** Opening Information shown block **
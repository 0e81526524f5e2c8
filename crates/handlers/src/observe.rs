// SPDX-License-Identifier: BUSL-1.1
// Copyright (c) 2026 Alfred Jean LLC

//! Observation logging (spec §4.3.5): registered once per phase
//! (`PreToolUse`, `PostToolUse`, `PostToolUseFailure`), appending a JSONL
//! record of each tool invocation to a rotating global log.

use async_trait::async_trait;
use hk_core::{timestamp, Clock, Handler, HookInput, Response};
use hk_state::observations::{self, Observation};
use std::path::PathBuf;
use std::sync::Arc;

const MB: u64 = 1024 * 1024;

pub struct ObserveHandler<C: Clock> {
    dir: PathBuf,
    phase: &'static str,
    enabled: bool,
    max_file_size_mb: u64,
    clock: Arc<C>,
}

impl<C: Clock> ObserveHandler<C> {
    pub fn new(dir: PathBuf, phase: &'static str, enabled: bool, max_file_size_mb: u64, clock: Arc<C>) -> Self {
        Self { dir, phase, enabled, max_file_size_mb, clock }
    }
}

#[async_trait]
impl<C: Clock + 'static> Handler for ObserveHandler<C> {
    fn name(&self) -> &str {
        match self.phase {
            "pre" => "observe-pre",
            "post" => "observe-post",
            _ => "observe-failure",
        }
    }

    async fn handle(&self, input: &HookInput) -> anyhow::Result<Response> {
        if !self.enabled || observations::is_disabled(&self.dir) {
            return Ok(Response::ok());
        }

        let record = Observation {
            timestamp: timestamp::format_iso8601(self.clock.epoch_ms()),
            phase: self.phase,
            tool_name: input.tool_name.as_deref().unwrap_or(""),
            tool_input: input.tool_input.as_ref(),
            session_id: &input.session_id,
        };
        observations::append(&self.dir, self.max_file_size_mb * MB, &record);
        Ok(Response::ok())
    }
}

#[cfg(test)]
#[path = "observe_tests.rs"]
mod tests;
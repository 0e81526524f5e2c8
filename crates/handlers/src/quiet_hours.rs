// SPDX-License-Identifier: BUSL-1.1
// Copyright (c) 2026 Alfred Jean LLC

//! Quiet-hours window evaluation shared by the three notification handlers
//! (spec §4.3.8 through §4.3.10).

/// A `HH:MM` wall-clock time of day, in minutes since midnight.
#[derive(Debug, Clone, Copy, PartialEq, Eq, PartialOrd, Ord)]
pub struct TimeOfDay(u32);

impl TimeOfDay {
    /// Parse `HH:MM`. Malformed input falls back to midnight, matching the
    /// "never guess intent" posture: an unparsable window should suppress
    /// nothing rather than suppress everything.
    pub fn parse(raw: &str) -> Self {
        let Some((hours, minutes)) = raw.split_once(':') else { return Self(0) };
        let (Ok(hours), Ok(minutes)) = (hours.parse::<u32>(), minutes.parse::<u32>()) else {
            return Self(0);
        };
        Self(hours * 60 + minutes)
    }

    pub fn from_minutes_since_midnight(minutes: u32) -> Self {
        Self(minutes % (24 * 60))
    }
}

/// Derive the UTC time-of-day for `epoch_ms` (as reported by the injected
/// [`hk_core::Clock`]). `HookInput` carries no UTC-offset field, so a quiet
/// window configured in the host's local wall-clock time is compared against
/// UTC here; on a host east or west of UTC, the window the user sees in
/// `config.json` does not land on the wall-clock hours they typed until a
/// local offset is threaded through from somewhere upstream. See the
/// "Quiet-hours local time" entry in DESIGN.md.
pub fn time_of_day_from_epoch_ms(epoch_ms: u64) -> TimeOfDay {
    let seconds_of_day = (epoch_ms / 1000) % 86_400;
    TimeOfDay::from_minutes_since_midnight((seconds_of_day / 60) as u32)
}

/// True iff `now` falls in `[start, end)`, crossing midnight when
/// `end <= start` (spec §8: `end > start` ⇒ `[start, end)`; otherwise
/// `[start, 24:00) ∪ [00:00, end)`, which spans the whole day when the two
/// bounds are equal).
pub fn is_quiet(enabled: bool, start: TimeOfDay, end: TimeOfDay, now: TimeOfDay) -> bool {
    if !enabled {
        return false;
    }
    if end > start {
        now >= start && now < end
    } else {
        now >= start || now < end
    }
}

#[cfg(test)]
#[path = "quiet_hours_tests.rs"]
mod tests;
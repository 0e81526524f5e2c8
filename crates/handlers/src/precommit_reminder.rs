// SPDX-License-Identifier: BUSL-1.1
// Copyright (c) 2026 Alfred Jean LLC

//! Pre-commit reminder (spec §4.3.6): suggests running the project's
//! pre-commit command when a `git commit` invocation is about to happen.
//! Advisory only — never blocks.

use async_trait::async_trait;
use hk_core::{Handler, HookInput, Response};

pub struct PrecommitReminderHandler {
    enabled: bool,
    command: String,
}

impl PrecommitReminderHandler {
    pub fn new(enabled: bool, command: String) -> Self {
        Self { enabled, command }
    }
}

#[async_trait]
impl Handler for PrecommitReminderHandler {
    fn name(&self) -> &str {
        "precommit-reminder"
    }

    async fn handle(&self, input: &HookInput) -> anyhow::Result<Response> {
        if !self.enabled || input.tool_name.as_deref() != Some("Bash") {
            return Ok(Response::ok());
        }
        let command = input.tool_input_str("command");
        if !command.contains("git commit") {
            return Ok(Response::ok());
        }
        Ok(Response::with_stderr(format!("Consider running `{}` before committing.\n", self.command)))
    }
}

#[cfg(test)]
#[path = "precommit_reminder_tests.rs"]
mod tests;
** Closing Information shown block **
** Opening Information shown block **
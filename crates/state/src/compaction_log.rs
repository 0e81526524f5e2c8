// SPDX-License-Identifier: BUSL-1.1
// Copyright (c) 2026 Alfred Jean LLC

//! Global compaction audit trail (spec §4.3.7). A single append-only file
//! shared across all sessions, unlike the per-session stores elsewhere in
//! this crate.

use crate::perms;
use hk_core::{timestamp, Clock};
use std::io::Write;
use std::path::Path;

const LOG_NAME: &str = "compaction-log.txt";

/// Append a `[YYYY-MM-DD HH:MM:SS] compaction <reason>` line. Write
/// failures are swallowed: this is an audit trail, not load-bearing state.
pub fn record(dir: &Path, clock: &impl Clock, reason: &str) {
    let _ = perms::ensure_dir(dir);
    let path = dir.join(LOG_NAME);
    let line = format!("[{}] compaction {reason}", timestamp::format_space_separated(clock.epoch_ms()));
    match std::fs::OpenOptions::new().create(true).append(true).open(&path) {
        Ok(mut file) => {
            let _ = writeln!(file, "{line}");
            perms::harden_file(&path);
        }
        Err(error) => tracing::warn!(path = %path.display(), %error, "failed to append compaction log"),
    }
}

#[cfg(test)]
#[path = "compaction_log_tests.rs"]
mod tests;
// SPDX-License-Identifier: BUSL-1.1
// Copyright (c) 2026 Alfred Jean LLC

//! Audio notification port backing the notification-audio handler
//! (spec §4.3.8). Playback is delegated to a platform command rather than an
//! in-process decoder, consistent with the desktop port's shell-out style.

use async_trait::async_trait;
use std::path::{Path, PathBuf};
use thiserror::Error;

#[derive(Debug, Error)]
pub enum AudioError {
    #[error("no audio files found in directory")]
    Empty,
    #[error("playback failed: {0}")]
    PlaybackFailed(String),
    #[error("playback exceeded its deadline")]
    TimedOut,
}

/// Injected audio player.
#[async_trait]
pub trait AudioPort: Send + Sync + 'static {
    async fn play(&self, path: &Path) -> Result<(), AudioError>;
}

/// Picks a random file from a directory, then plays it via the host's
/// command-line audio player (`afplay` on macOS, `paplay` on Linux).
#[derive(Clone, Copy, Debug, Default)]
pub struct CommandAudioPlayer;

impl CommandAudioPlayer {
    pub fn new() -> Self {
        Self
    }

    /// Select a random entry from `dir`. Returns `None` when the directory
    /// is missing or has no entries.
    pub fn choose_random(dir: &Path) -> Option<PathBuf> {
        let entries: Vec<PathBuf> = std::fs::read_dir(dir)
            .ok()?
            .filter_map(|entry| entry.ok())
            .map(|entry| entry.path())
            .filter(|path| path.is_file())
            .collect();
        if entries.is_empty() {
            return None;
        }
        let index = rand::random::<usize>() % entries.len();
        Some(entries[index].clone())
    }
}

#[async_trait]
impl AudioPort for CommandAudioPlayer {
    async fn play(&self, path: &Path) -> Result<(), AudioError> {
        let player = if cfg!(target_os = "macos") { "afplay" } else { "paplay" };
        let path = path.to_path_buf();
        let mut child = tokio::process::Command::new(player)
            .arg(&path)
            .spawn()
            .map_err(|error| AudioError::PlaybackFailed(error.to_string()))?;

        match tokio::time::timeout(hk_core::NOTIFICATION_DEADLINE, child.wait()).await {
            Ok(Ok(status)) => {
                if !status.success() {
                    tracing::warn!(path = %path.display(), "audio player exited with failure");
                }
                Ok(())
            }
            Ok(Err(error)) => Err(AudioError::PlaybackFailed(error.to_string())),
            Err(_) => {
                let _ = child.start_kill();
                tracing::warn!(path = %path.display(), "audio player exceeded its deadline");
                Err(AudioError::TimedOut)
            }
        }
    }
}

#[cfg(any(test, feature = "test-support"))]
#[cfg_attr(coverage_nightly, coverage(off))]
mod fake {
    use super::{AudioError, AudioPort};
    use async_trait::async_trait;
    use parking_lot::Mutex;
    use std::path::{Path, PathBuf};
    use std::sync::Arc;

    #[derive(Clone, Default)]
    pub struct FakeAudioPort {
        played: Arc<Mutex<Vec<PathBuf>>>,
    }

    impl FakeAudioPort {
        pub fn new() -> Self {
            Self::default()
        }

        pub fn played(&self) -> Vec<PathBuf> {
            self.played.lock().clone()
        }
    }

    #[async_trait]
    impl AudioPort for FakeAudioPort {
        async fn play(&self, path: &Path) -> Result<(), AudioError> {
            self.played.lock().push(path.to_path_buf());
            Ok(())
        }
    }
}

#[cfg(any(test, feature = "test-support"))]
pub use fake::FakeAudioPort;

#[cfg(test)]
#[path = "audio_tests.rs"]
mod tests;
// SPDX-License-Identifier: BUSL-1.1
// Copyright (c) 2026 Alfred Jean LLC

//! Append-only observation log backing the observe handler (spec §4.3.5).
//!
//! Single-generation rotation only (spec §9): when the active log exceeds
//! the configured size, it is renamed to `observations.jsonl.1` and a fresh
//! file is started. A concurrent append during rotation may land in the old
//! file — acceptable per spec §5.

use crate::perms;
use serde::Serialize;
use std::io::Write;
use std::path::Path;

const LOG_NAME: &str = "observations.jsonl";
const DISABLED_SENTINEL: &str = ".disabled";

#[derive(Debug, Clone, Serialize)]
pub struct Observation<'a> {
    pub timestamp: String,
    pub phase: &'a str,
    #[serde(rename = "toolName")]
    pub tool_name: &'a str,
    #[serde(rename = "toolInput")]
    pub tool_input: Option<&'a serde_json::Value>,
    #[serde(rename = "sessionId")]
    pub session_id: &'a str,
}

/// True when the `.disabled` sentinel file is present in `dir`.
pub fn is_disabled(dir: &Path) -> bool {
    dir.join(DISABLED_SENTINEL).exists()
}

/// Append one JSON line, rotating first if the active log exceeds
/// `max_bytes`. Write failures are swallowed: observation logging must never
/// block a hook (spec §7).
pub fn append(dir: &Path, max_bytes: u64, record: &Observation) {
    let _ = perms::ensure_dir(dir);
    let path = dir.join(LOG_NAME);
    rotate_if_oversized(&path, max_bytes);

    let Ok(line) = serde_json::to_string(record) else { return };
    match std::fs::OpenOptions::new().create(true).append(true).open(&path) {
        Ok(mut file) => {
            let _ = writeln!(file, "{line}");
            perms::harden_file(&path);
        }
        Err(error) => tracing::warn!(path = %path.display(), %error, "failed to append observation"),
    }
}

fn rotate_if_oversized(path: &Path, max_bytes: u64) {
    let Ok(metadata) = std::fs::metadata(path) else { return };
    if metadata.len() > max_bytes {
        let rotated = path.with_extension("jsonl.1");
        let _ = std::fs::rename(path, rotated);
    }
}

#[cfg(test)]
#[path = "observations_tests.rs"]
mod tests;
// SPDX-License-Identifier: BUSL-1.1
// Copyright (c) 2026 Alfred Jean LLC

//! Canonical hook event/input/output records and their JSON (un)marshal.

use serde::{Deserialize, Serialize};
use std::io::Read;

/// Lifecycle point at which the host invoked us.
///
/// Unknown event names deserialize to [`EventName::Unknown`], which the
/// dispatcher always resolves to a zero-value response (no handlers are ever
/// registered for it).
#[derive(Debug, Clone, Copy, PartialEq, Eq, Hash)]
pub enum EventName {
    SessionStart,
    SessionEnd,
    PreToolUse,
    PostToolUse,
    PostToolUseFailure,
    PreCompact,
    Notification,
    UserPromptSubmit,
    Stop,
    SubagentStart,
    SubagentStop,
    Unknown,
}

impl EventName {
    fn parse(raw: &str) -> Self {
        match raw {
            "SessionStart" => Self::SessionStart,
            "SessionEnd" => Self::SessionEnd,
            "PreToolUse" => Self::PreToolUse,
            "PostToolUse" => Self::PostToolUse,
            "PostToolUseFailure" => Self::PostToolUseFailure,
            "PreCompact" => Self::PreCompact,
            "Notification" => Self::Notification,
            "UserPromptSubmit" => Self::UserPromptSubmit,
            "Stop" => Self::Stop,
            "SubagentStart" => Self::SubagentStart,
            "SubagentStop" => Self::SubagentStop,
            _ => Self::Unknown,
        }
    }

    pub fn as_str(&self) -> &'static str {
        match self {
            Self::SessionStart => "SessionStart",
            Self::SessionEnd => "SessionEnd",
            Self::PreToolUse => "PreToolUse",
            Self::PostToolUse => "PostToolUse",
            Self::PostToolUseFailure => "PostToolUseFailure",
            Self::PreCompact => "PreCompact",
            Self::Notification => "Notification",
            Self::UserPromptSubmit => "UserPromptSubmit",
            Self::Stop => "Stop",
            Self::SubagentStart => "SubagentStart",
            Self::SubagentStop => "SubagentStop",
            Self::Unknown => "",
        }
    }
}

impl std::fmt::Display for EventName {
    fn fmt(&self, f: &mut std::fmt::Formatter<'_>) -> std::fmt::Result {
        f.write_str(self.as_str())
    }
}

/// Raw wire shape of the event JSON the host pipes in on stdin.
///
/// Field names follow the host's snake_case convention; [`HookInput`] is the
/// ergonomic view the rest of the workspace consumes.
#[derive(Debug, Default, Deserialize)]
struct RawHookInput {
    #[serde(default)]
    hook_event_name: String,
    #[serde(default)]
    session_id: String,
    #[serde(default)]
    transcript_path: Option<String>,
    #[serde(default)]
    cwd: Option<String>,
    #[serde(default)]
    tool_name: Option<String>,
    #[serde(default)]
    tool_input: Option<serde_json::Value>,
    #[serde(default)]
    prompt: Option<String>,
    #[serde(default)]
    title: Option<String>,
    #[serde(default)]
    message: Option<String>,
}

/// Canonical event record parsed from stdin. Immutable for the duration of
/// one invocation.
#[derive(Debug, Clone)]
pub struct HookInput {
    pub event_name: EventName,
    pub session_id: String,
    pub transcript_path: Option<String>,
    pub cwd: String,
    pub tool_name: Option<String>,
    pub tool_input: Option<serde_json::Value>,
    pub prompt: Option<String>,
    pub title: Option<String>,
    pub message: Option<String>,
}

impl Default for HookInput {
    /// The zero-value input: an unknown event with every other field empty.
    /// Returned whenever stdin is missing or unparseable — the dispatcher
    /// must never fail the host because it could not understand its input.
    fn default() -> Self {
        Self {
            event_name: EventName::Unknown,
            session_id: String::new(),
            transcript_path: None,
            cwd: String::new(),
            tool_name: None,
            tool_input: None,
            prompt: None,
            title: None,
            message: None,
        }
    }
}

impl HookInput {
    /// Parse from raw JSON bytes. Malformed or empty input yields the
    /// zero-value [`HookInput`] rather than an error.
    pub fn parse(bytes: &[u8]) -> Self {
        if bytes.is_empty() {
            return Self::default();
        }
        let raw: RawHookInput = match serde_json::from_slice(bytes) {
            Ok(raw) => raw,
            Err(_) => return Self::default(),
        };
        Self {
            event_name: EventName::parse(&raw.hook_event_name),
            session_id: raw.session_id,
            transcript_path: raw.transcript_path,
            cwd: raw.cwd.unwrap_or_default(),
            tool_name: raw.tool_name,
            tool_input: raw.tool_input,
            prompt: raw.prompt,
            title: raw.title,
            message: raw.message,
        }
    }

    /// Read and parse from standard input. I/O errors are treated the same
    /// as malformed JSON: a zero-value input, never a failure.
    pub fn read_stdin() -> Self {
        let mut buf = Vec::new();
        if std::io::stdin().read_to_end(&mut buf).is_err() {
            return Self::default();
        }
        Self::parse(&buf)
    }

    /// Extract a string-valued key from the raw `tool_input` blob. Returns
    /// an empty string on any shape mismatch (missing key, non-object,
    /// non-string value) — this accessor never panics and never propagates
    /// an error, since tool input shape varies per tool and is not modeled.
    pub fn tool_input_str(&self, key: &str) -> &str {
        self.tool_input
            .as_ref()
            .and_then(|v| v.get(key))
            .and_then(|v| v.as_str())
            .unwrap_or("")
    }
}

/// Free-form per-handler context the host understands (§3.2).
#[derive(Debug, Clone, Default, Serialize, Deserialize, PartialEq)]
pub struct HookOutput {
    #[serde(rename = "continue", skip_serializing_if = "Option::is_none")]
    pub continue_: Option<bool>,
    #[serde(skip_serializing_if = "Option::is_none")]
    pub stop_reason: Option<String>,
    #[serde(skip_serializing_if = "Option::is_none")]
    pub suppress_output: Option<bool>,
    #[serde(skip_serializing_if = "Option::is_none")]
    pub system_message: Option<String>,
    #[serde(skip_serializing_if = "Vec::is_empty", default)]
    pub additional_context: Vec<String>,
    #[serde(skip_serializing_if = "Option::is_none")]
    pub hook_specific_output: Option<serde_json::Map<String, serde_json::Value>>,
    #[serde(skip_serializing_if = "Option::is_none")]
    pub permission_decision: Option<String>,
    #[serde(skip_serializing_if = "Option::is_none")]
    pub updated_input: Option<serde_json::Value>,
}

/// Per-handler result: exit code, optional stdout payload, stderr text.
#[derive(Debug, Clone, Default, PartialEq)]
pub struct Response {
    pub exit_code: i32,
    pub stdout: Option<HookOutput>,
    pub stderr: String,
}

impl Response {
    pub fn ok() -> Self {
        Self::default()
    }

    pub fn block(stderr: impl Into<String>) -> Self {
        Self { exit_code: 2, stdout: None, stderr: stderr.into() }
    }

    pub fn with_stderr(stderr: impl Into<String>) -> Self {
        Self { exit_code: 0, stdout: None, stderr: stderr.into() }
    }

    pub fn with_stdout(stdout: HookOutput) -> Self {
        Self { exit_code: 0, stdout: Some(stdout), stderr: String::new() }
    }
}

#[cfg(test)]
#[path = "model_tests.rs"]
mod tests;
** Closing Information shown block **
** Opening Information shown block **
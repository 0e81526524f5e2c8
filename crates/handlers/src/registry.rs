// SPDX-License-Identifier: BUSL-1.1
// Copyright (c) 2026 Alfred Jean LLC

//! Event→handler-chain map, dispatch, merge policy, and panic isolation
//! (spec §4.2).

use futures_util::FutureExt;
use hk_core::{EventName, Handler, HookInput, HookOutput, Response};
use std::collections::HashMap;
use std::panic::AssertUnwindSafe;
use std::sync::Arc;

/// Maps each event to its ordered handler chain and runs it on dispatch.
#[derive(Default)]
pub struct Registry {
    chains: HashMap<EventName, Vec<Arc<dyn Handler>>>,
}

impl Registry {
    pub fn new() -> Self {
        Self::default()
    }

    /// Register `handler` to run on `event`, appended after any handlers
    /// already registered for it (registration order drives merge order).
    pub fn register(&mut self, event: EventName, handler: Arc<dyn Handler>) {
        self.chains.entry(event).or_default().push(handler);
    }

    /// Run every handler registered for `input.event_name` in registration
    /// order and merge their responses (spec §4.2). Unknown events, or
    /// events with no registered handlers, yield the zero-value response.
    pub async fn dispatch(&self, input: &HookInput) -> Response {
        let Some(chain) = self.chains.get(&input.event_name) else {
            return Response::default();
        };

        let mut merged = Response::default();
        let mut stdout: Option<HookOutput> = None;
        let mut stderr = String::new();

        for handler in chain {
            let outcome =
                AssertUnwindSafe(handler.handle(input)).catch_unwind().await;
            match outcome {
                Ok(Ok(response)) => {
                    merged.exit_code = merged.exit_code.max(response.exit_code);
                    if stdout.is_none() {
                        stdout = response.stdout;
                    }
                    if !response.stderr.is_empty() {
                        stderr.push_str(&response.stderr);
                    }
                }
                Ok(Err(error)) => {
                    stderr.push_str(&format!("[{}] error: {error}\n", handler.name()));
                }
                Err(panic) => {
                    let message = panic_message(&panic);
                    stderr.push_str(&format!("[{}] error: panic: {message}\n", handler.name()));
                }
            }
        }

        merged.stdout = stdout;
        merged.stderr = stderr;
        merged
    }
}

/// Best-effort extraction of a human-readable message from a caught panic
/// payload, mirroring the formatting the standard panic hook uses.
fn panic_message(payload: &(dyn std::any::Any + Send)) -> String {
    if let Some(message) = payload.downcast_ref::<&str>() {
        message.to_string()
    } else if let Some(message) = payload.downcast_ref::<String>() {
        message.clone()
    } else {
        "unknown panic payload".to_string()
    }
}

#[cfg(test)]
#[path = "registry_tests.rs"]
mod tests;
** Closing Information shown block **
- [What you have to do]
Identify the lines above with the word "phase". Copy them.

- [The answer]
//! Observation logging (spec §4.3.5): registered once per phase
    phase: &'static str,
    pub fn new(dir: PathBuf, phase: &'static str, enabled: bool, max_file_size_mb: u64, clock: Arc<C>) -> Self {
        Self { dir, phase, enabled, max_file_size_mb, clock }
        match self.phase {
            phase: self.phase,
    pub phase: &'a str,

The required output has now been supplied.